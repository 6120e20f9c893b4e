use serde::{Deserialize, Serialize};

/// `limit`/`offset` paging used by `GET /rooms/{id}/messages` and the
/// analytics export routes.
#[derive(Debug, Deserialize)]
pub struct PaginationParams {
    pub limit: Option<i64>,
    pub offset: Option<i64>,
}

impl PaginationParams {
    pub fn limit(&self) -> i64 {
        self.limit.unwrap_or(50).clamp(1, 200)
    }

    pub fn offset(&self) -> i64 {
        self.offset.unwrap_or(0).max(0)
    }
}

impl Default for PaginationParams {
    fn default() -> Self {
        Self {
            limit: Some(50),
            offset: Some(0),
        }
    }
}

#[derive(Debug, Serialize)]
pub struct Page<T: Serialize> {
    pub items: Vec<T>,
    pub limit: i64,
    pub offset: i64,
    pub has_more: bool,
}

impl<T: Serialize> Page<T> {
    pub fn new(items: Vec<T>, limit: i64, offset: i64) -> Self {
        let has_more = items.len() as i64 == limit;
        Self {
            items,
            limit,
            offset,
            has_more,
        }
    }
}

#[cfg(test)]
mod tests {
    use super::*;

    #[test]
    fn default_limit_and_offset() {
        let p = PaginationParams {
            limit: None,
            offset: None,
        };
        assert_eq!(p.limit(), 50);
        assert_eq!(p.offset(), 0);
    }

    #[test]
    fn limit_is_clamped() {
        let p = PaginationParams {
            limit: Some(10_000),
            offset: Some(-5),
        };
        assert_eq!(p.limit(), 200);
        assert_eq!(p.offset(), 0);
    }

    #[test]
    fn limit_floor_is_one() {
        let p = PaginationParams {
            limit: Some(0),
            offset: Some(0),
        };
        assert_eq!(p.limit(), 1);
    }

    #[test]
    fn page_has_more_when_full() {
        let page = Page::new(vec![1, 2, 3], 3, 0);
        assert!(page.has_more);
        let page2 = Page::new(vec![1, 2], 3, 0);
        assert!(!page2.has_more);
    }
}
use chrono::{DateTime, Utc};
use serde::{Deserialize, Serialize};

/// A channel binding: exactly one channel, in exactly one guild, bound to
/// at most one room at a time.
#[derive(Debug, Clone, Serialize, Deserialize, sqlx::FromRow)]
pub struct Subscription {
    pub id: i64,
    pub room_id: i64,
    pub guild_id: i64,
    pub channel_id: i64,
    pub guild_name: String,
    pub channel_name: String,
    pub registered_by: i64,
    pub registered_at: DateTime<Utc>,
    pub is_active: bool,
    pub last_message_at: Option<DateTime<Utc>>,
}

#[derive(Debug, Clone, Deserialize)]
pub struct RegisterChannel {
    pub guild_id: i64,
    pub channel_id: i64,
    pub guild_name: String,
    pub channel_name: String,
}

* What you need to do *
The response must contain every entry, each one identical to the original.

* Completed exercise *
repository 6120e20f9c893b4e
use serde::{Deserialize, Serialize};

/// `limit`/`offset` paging used by `GET /rooms/{id}/messages` and the
/// analytics export routes.
#[derive(Debug, Deserialize)]
pub struct PaginationParams {
    pub limit: Option<i64>,
    pub offset: Option<i64>,
}

impl PaginationParams {
    pub fn limit(&self) -> i64 {
        self.limit.unwrap_or(50).clamp(1, 200)
    }

    pub fn offset(&self) -> i64 {
        self.offset.unwrap_or(0).max(0)
    }
}

impl Default for PaginationParams {
    fn default() -> Self {
        Self {
            limit: Some(50),
            offset: Some(0),
        }
    }
}

#[derive(Debug, Serialize)]
pub struct Page<T: Serialize> {
    pub items: Vec<T>,
    pub limit: i64,
    pub offset: i64,
    pub has_more: bool,
}

impl<T: Serialize> Page<T> {
    pub fn new(items: Vec<T>, limit: i64, offset: i64) -> Self {
        let has_more = items.len() as i64 == limit;
        Self {
            items,
            limit,
            offset,
            has_more,
        }
    }
}

#[cfg(test)]
mod tests {
    use super::*;

    #[test]
    fn default_limit_and_offset() {
        let p = PaginationParams {
            limit: None,
            offset: None,
        };
        assert_eq!(p.limit(), 50);
        assert_eq!(p.offset(), 0);
    }

    #[test]
    fn limit_is_clamped() {
        let p = PaginationParams {
            limit: Some(10_000),
            offset: Some(-5),
        };
        assert_eq!(p.limit(), 200);
        assert_eq!(p.offset(), 0);
    }

    #[test]
    fn limit_floor_is_one() {
        let p = PaginationParams {
            limit: Some(0),
            offset: Some(0),
        };
        assert_eq!(p.limit(), 1);
    }

    #[test]
    fn page_has_more_when_full() {
        let page = Page::new(vec![1, 2, 3], 3, 0);
        assert!(page.has_more);
        let page2 = Page::new(vec![1, 2], 3, 0);
        assert!(!page2.has_more);
    }
}
use chrono::{DateTime, Utc};
use serde::{Deserialize, Serialize};

/// A channel binding: exactly one channel, in exactly one guild, bound to
/// at most one room at a time.
#[derive(Debug, Clone, Serialize, Deserialize, sqlx::FromRow)]
pub struct Subscription {
    pub id: i64,
    pub room_id: i64,
    pub guild_id: i64,
    pub channel_id: i64,
    pub guild_name: String,
    pub channel_name: String,
    pub registered_by: i64,
    pub registered_at: DateTime<Utc>,
    pub is_active: bool,
    pub last_message_at: Option<DateTime<Utc>>,
}

#[derive(Debug, Clone, Deserialize)]
pub struct RegisterChannel {
    pub guild_id: i64,
    pub channel_id: i64,
    pub guild_name: String,
    pub channel_name: String,
}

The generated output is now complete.